Use optimized numerical formats
Do I really even have to say this? Use bf16 and tf32 if you can. Otherwise, upgrade your card. We’re not in the stone ages anymore, you can afford to upgrade your V100s at this point.
Use a warmup period to avoid huge gradient spikes early in training
This one applies to RL tasks across the board, either when being used with LLMs or in a more traditional (can we call the Atari Gym traditional now, it’s been almost a decade since it was created) tasks. Hell, it applies to most training tasks in general. You’ll probably get some fairly large gradient updates at the beginning of training, and instead of having to mess around with and tweak gradient clipping, just start with a lower learning rate!
Response Formatting
Take Advantage of continue_final_message
This one sort of feels like cheating, but it works well to kick things off quicker when using GRPO. In your prompt, you can start the computer agent’s message for it by specifying the continue_final_message=True
flag in the tokenizer. This way, you can start the model’s response
with a
system_prompt = "Answer the user's question. Show your work in <think> </think> tags. and return the final equation and answer in <answer> </answer> tags"
questions = ["what is 2 + 2?", "what is 2 * 2?"]
input_texts = [
tokenizer.apply_chat_template(
[
{"role": "system", "content": system_prompt},
{"role": "user", "content": prompt},
{
"role": "assistant",
"content": "Let's solve this step by step\n<think>",
},
],
tokenize=False,
continue_final_message=True,
)
for prompt in prompts
]
Use “Soft” Reward Functions
This one is really reward engineering 101. If you give too sparse of signal, it’s gonna take a long time for your model to figure out how to give better outputs. If you give it partial rewards for giving OK responses, it will learn better. For example, I will give partial rewards for partially correct formatting in the outputs; if the response at least has a opening and closing think token, give it a partial reward! If the response includes at least an opening and closing answer token, give it even more reward!

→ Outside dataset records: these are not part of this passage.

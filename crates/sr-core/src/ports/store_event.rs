use crate::store::{StoreChange, StoreSnapshot};

/// Change notifications for views.
///
/// Called while the store holds its state lock, so implementations must not
/// call back into the store. / 持锁期间调用，实现中禁止回调 store。
#[async_trait::async_trait]
pub trait StoreEventPort: Send + Sync {
    async fn emit_store_changed(&self, change: StoreChange, snapshot: StoreSnapshot);
}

If it has the think tokens in the correct format and the answer tokens in the correct format, even more reward!
Same applies to the answer. This really helps especially when you have longer outputs. Math datasets are typically constrained to very short outputs, which are typically either a number or an equation. Other datasets, especially chemistry and biology datasets, can have more complex answers requiring multiple words. In this case, I’ll typically use a loss like BLEU or ROUGE (mostly BLEU, since it measures the precision of N-grams, and we want to optimize for that overlap in the answer) instead of an exact match.

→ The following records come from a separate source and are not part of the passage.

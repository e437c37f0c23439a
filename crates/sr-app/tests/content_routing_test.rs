//! Algorithm routing through the store with content-based strategies.

use std::sync::Arc;

use sr_app::{BookStore, StoreConfig, StoreDeps};
use sr_core::recommendation::policy::{AlgorithmRouter, ContentSimilarity, ShuffleSelection};
use sr_core::{Algorithm, BookId};
use sr_infra::{EmbeddedCatalogSource, SeededRandomSource, TokioLatency, WatchStoreEvents};

async fn content_store() -> Arc<BookStore> {
    let router = AlgorithmRouter::new(Arc::new(ShuffleSelection::new(Arc::new(
        SeededRandomSource::new(3),
    ))))
    .with_route(Algorithm::Cosine, Arc::new(ContentSimilarity::cosine()))
    .with_route(Algorithm::Knn, Arc::new(ContentSimilarity::nearest_neighbors()));

    let store = BookStore::new(
        StoreDeps {
            catalog_source: Arc::new(EmbeddedCatalogSource::new()),
            selection: Arc::new(router),
            latency: Arc::new(TokioLatency::none()),
            events: Arc::new(WatchStoreEvents::new()),
        },
        StoreConfig::default(),
    )
    .arc();
    store.load_catalog().await.unwrap();
    store
}

#[tokio::test]
async fn cosine_pairs_the_hobbit_with_the_lord_of_the_rings() {
    let store = content_store().await;

    let outcome = store
        .request_recommendations(BookId::new(8), Some(Algorithm::Cosine))
        .await
        .unwrap();

    let set = outcome.applied().unwrap();
    assert_eq!(set.ids()[0], BookId::new(11));
    assert_eq!(set.len(), 5);
}

#[tokio::test]
async fn knn_pairs_the_lord_of_the_rings_with_the_hobbit() {
    let store = content_store().await;

    let outcome = store
        .request_recommendations(BookId::new(11), Some(Algorithm::Knn))
        .await
        .unwrap();

    assert_eq!(outcome.applied().unwrap().ids()[0], BookId::new(8));
}

#[tokio::test]
async fn content_results_are_deterministic() {
    let store = content_store().await;

    let first = store
        .request_recommendations(BookId::new(2), None)
        .await
        .unwrap();
    let second = store
        .request_recommendations(BookId::new(2), None)
        .await
        .unwrap();

    assert_eq!(first, second);
}

#[tokio::test]
async fn unrouted_algorithms_still_exclude_the_reference() {
    let store = content_store().await;

    let outcome = store
        .request_recommendations(BookId::new(8), Some(Algorithm::Matrix))
        .await
        .unwrap();

    let set = outcome.applied().unwrap();
    assert_eq!(set.algorithm, Algorithm::Matrix);
    assert!(!set.ids().contains(&BookId::new(8)));
}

That being said, make sure not to be too lax; If you have too soft of a reward function, your model may just get comfy outputting shoddy outputs.
Accentuate the Positive
In my experience in RL, training is a lot more stable when you opt to give rewards >= 0. This is completely anecdotal, but this has always worked for me.

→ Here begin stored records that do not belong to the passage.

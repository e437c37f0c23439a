//! Tracing configuration for SmartReads
//!
//! ## Architecture / 架构
//!
//! Structured logging through `tracing-subscriber`: an env filter with
//! sensible defaults (overridable via `RUST_LOG`) and a single fmt layer on
//! stderr, so stdout stays free for the JSON report.
//! stdout 只输出 JSON 报告，日志全部写到 stderr。

use std::io;

use tracing_subscriber::{fmt, prelude::*, registry, EnvFilter};

/// Check if running in development environment
fn is_development() -> bool {
    cfg!(debug_assertions)
}

/// Default filter directives.
///
/// - **Development**: debug for the workspace crates, info elsewhere
/// - **Production**: info for the workspace crates, warn elsewhere
fn build_filter_directives(is_dev: bool) -> Vec<String> {
    let crate_level = if is_dev { "debug" } else { "info" };
    let mut directives = vec![if is_dev { "info" } else { "warn" }.to_string()];
    directives.extend(
        ["smartreads", "smartreads_lib", "sr_core", "sr_app", "sr_infra"]
            .iter()
            .map(|target| format!("{target}={crate_level}")),
    );
    directives
}

/// Initialize the global tracing subscriber.
///
/// ## Call this / 调用位置
///
/// Once from `main`, before anything logs. / 在 `main` 中尽早调用一次。
///
/// # Errors
///
/// Returns `Err` if a global subscriber is already registered.
pub fn init_tracing_subscriber() -> anyhow::Result<()> {
    let filter_directives = build_filter_directives(is_development());
    let env_filter = EnvFilter::try_from_default_env()
        .unwrap_or_else(|_| EnvFilter::new(filter_directives.join(",")));

    // "2025-01-15 10:30:45.123 INFO [file.rs:42] [target] message"
    let stderr_layer = fmt::layer()
        .with_timer(fmt::time::ChronoUtc::new(
            "%Y-%m-%d %H:%M:%S%.3f".to_string(),
        ))
        .with_level(true)
        .with_file(true)
        .with_line_number(true)
        .with_target(true)
        .with_ansi(cfg!(not(test)))
        .with_writer(io::stderr);

    registry().with(env_filter).with(stderr_layer).try_init()?;

    Ok(())
}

Extras (I didn’t know how to categorize these hehe)
Anneal the temperature over training
I’m not sure how crucial this is, but it seems to help at least a little bit when training. I try to linearly anneal the temperature from a very high value to a low value over the course of training to balance the exploration/exploitation tradeoff.
Group size doesn’t matter too much
I’ve been able to get away with a group size of 2 for most of my training, and they seem to work just fine. That being said, I’m limited with compute, so that’s all I can try for now (spare GPU cycles?)